There is trouble brewing with the combined Air France-KLM due to the financing needed from their respective national governments.
French and Dutch released their proposals (read more here) on Friday how they would keep the airlines afloat. Dutch money could only be used for KLM, while the French would fund Air France.
KLM’s operating results are roughly triple compared to Air France, although the airline is smaller.
Here’s an excerpt from a Dutch publication FD (access their piece here):
The top of KLM takes into account that the current crisis may mean the end of the marriage with Air France. Crucial for the continued existence of the French-Dutch aviation combination is whether Air France succeeds in drastically reducing cost.
Relations between the French and Dutch at Air France-KLM have deteriorated in recent years, culminating in the struggle around the reappointment of KLM CEO Pieter Elbers at the beginning of last year.

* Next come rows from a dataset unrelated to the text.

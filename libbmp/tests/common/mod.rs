#![allow(dead_code)]

use std::{fs, path::Path};

use mktemp::Temp;

/// Assembles a bitmap file by hand, independently of the crate's writer
///
/// `pixel` is called for every meaningful sample; padding bytes are filled with
/// `padding` so round trips can check that they survive.
pub fn bitmap_bytes(
    width: u32,
    height: u32,
    bit_count: u16,
    padding: u8,
    pixel: impl Fn(usize, usize, usize) -> u8,
) -> Vec<u8> {
    let channels = usize::from(bit_count / 8);
    let stride = (width as usize * channels + 3) & !3;
    let palette_len = if bit_count == 8 { 1024 } else { 0 };
    let offset = 54 + palette_len;
    let image_size = stride * height as usize;

    let mut bytes = Vec::with_capacity(offset + image_size);
    bytes.extend_from_slice(b"BM");
    bytes.extend_from_slice(&((offset + image_size) as u32).to_le_bytes());
    bytes.extend_from_slice(&[0; 4]);
    bytes.extend_from_slice(&(offset as u32).to_le_bytes());
    bytes.extend_from_slice(&40u32.to_le_bytes());
    bytes.extend_from_slice(&(width as i32).to_le_bytes());
    bytes.extend_from_slice(&(height as i32).to_le_bytes());
    bytes.extend_from_slice(&1u16.to_le_bytes());
    bytes.extend_from_slice(&bit_count.to_le_bytes());
    bytes.extend_from_slice(&0u32.to_le_bytes());
    bytes.extend_from_slice(&(image_size as u32).to_le_bytes());
    bytes.extend_from_slice(&2835i32.to_le_bytes());
    bytes.extend_from_slice(&2835i32.to_le_bytes());
    bytes.extend_from_slice(&(if bit_count == 8 { 256u32 } else { 0 }).to_le_bytes());
    bytes.extend_from_slice(&0u32.to_le_bytes());
    assert_eq!(bytes.len(), 54);

    if bit_count == 8 {
        for i in 0..=255u8 {
            bytes.extend_from_slice(&[i, i, i, 0]);
        }
    }
    for y in 0..height as usize {
        let start = bytes.len();
        for x in 0..width as usize {
            for c in 0..channels {
                bytes.push(pixel(x, y, c));
            }
        }
        bytes.resize(start + stride, padding);
    }
    bytes
}

/// A grayscale gradient with non-multiple-of-four width
pub fn gray_gradient() -> Vec<u8> {
    bitmap_bytes(13, 7, 8, 0xA5, |x, y, _| (x * 17 + y * 3) as u8)
}

/// A truecolor pattern with non-multiple-of-four row length
pub fn color_pattern() -> Vec<u8> {
    bitmap_bytes(5, 4, 24, 0x5A, |x, y, c| (x * 40 + y * 11 + c * 70) as u8)
}

/// Writes `bytes` to a fresh temporary file
pub fn temp_bitmap(bytes: &[u8]) -> anyhow::Result<Temp> {
    let path = Temp::new_file()?;
    fs::write(&path, bytes)?;
    Ok(path)
}

pub fn digest(path: impl AsRef<Path>) -> anyhow::Result<String> {
    Ok(sha256::try_digest(path.as_ref())?)
}
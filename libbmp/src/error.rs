use thiserror::Error;

#[derive(Error, Debug)]
#[non_exhaustive]
/// Possible `libbmp` errors
pub enum Error {
    /// Error returned if a file cannot be opened, created, read or written
    #[error("i/o error")]
    Io(#[from] std::io::Error),
    /// Error returned if the fixed-size bitmap header cannot be decoded
    #[error("header parse error: {0}")]
    ParseError(String),
    /// Error returned if the bit depth is not one of (8, 24), or if an operation
    /// does not support the image's bit depth
    #[error("unsupported bit depth: {bit_count}. Only 8 and 24 bit uncompressed bitmaps are supported")]
    UnsupportedFormat {
        /// bit depth found in the header
        bit_count: u16,
    },
    /// Error returned if the header width/height are not strictly positive
    #[error("invalid image dimensions: width {width}, height {height}")]
    InvalidDimensions {
        /// header width
        width: i64,
        /// header height
        height: i64,
    },
    /// Error returned if a pixel buffer cannot be allocated
    #[error("unable to allocate {bytes} bytes of pixel data")]
    Allocation {
        /// requested buffer size
        bytes: usize,
    },
    /// Error returned if two sizes that must agree do not, e.g. a pixel buffer and
    /// the header-derived stride * height, or the dimensions of two combined images
    #[error("size mismatch: expected {expected}, got {actual}")]
    MismatchedDimensions {
        /// expected size
        expected: usize,
        /// provided size
        actual: usize,
    },
    /// Error returned if an operation parameter is out of its valid range
    #[error("invalid parameter: {0}")]
    InvalidParameter(String),
}
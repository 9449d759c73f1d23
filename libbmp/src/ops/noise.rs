use rand::Rng;
use std::f64::consts::TAU;
use tracing::debug;

use super::point::map;
use crate::{BmpImage, Error};

/// Salt-and-pepper noise drawn from the thread-local generator
///
/// # Errors
///
/// See [`salt_and_pepper_with_rng`]
pub fn salt_and_pepper(src: &BmpImage, probability: f64) -> Result<BmpImage, Error> {
    let mut rng = rand::rng();
    salt_and_pepper_with_rng(src, probability, &mut rng)
}

/// Sets each sample to 0 with probability `p / 2` and to 255 with probability `p / 2`
///
/// One uniform draw `r` in `[0, 1)` is taken per sample: `r < p/2` gives pepper,
/// `r > 1 - p/2` gives salt, anything else keeps the sample.
///
/// # Errors
///
/// This function errors if `probability` is not within `[0, 1]`, or if the output
/// buffer cannot be allocated
pub fn salt_and_pepper_with_rng<R: Rng>(
    src: &BmpImage,
    probability: f64,
    rng: &mut R,
) -> Result<BmpImage, Error> {
    if !(0.0..=1.0).contains(&probability) {
        return Err(Error::InvalidParameter(format!(
            "noise probability must be within [0, 1], got {probability}"
        )));
    }
    let half = probability / 2.0;
    debug!("Adding salt-and-pepper noise, p = {probability}");
    map(src, |v| {
        let r: f64 = rng.random();
        if r < half {
            0
        } else if r > 1.0 - half {
            u8::MAX
        } else {
            v
        }
    })
}

/// Additive Gaussian noise drawn from the thread-local generator
///
/// # Errors
///
/// See [`gaussian_with_rng`]
pub fn gaussian(src: &BmpImage, mean: f64, variance: f64) -> Result<BmpImage, Error> {
    let mut rng = rand::rng();
    gaussian_with_rng(src, mean, variance, &mut rng)
}

/// Adds normally distributed noise of the given mean and variance to every sample
///
/// Noise is generated with the Box-Muller transform, then added, clamped to `[0, 255]`
/// and truncated.
///
/// # Errors
///
/// This function errors if `variance` is negative or either parameter is not finite, or
/// if the output buffer cannot be allocated
pub fn gaussian_with_rng<R: Rng>(
    src: &BmpImage,
    mean: f64,
    variance: f64,
    rng: &mut R,
) -> Result<BmpImage, Error> {
    if !mean.is_finite() || !variance.is_finite() || variance < 0.0 {
        return Err(Error::InvalidParameter(format!(
            "invalid gaussian noise parameters: mean {mean}, variance {variance}"
        )));
    }
    let sigma = variance.sqrt();
    debug!("Adding gaussian noise, mean = {mean}, sigma = {sigma}");
    map(src, |v| {
        let noise = mean + sigma * box_muller(rng);
        clamp_sample(f64::from(v) + noise)
    })
}

/// One standard normal draw, using `u1, u2` in `(0, 1]`
fn box_muller<R: Rng>(rng: &mut R) -> f64 {
    let u1 = 1.0 - rng.random::<f64>();
    let u2 = 1.0 - rng.random::<f64>();
    (-2.0 * u1.ln()).sqrt() * (TAU * u2).cos()
}

#[allow(clippy::cast_possible_truncation, clippy::cast_sign_loss)]
fn clamp_sample(value: f64) -> u8 {
    value.clamp(0.0, 255.0) as u8
}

Because both Hoekstra and his French colleague Bruno Le Maire emphasized on Friday that public money should only benefit their own airline, the result could theoretically lead to two nationalized airlines.
The issue is that the Dutch government believes that Air France, which has not been able to clean up the operations from excess costs partially due to the rather militant unions, is dragging the combined entity down.
Dutch and French governments both currently own 14% of the combined airline that will likely need fresh capital in due course.
As the newspaper pointed out, there is an issue between the North and South divide within the European Union that complicates things. More fiscally prudent North (Netherlands part of) don’t want to subsidize the South. Understandably, Dutch taxpayers are not too eager to fund a company whose French part is dragging it down.
The airlines for us passengers are very different. Not sure how difficult it would be to untangle them?